Quella che ci siamo abituati a conoscere è una BCE sempre meno “BuBa”, dove è possibile pensare a un membro tedesco del Governing Council messo in minoranza rispetto alle decisioni cruciali che l’istituto dovrà comunicare nella giornata di domani. Più volte avevamo ragionato sul “patto” che Köhl e Mitterand fecero a suo tempo, con il relativo prepensionamento del marco tedesco e l’istituzione di regole precise che avrebbero obbligato tutti i paesi membri dell’area euro ad adottare politiche fiscali ed economiche più “germaniche”. E in altrettante occasioni abbiamo rilevato come l’unica soluzione-tampone alla crisi attuale politicamente accettabile – o, per meglio dire, la meno dannosa – fosse una parziale monetizzazione del debito pubblico di alcuni paesi periferici, condizionale ovviamente all’adozione di un programma di “recupero” (come è avvenuto per Portogallo e Irlanda) e implementata con “briglie strette”, così da mantenere un controllo efficace sull’andamento dell’inflazione in un contesto di evidente “money-printing”.
Stampare moneta non assicura mai un futuro più prospero. E come scelta di politica monetaria racchiude al suo interno anche numerosi rischi. Ma, tra i tanti mali che ci affliggono, è il meno grave: ci permette, infatti, di guadagnare tempo e, soprattutto, di mantenere una parvenza di “solvibilità” utile a rallentare il fenomeno di deleveraging che da ormai 3-4 anni ha colpito le nostre economie sviluppate. Se il “money-printing” non è una panacea, nemmeno è possibile considerare un toccasana l’impianto di riforme sul lato dell’offerta che ormai è alla base delle politiche degli ultimi 12-18 mesi di storia economica europea. E se inflazione e default non sono soluzioni ottimali, allora non ci rimane che aumentare il ritmo di crescita, il quale, a sua volta, sarà determinato dall’incremento di produttività di alcuni fattori – in primis, il fattore “lavoro” (ma in questo ambito mancano idee brillanti…).

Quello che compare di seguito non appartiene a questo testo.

fn crack_width_check(
    input: &ServiceabilityInput,
    layout: &TensionBarLayout,
    settings: &ServiceabilitySettings,
    errors: &mut Vec<DesignError>,
) -> CrackWidthCheck {
    let section = &input.section;
    let b = section.width_mm;
    let h = section.overall_depth_mm;
    let d = section.effective_depth_mm;
    let ast = input.ast_provided_mm2;

    let sigma_cbc = design_tables().sigma_cbc.lookup(input.material.fck_mpa).value;
    let m = MODULAR_RATIO_NUMERATOR / (3.0 * sigma_cbc);
    let service_moment = knm_to_nmm(input.moment_knm.abs()) / settings.service_load_factor;

    let x = cracked_neutral_axis(b, d, section.d_prime_mm(), m, ast, input.asc_provided_mm2);
    let steel_stress = service_moment / (ast * (d - x / 3.0));

    // Strain at the tension face, then Annex F tension stiffening
    let eps_1 = steel_stress / ES_MPA * (h - x) / (d - x);
    let stiffening = b * (h - x) * (h - x) / (3.0 * ES_MPA * ast * (d - x));
    let average_strain = eps_1 - stiffening;

    let radius = layout.bar_diameter_mm / 2.0;
    let cmin = layout.centre_from_face_mm - radius;
    let mid_bar = (layout.bar_spacing_mm / 2.0).hypot(layout.centre_from_face_mm) - radius;
    let corner = layout.centre_from_side_mm.hypot(layout.centre_from_face_mm) - radius;
    let acr = mid_bar.max(corner);

    let limit = input.exposure.crack_width_limit_mm();
    let width = if average_strain <= 0.0 {
        errors.push(DesignError::info(
            ErrorCode::Uncracked,
            DesignStage::Serviceability,
            "Tension stiffening exceeds the face strain; section treated as uncracked",
            code_refs::CRACK_WIDTH,
        ));
        0.0
    } else {
        3.0 * acr * average_strain / (1.0 + 2.0 * (acr - cmin) / (h - x))
    };

    let passes = width <= limit;
    if !passes {
        errors.push(DesignError::warning(
            ErrorCode::CrackWidthExceeded,
            DesignStage::Serviceability,
            format!(
                "Estimated crack width {:.3} mm exceeds {:.1} mm for {} exposure",
                width, limit, input.exposure
            ),
            code_refs::CRACK_LIMIT,
        ));
    }

    CrackWidthCheck {
        service_moment_knm: nmm_to_knm(service_moment),
        modular_ratio: m,
        neutral_axis_mm: x,
        steel_stress_mpa: steel_stress,
        acr_mm: acr,
        cmin_mm: cmin,
        average_strain,
        width_mm: width,
        limit_mm: limit,
        passes,
    }
}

Agosto è stato un mese benigno per le asset class più rischiose: man mano che ci avviciniamo ad alcune date chiave (la review della Troika ad Atene, la decisione della Corte Costituzionale tedesca sul Fiscal Compacte e sull’ESM, le elezioni in Olanda e la fine della revisione bottom-up del settore bancario spagnolo), ritorna a essere importante la narrativa politica che il mercato ascolterà nelle capitali europee.
Ad esempio (e, non a caso, nel contesto di BuBa e BCE) riuscirà la Merkel ad assicurarsi un po’ di quieto vivere per il prossimo anno, prima delle elezioni in Germania? Le parole di Draghi formeranno domani parte della risposta.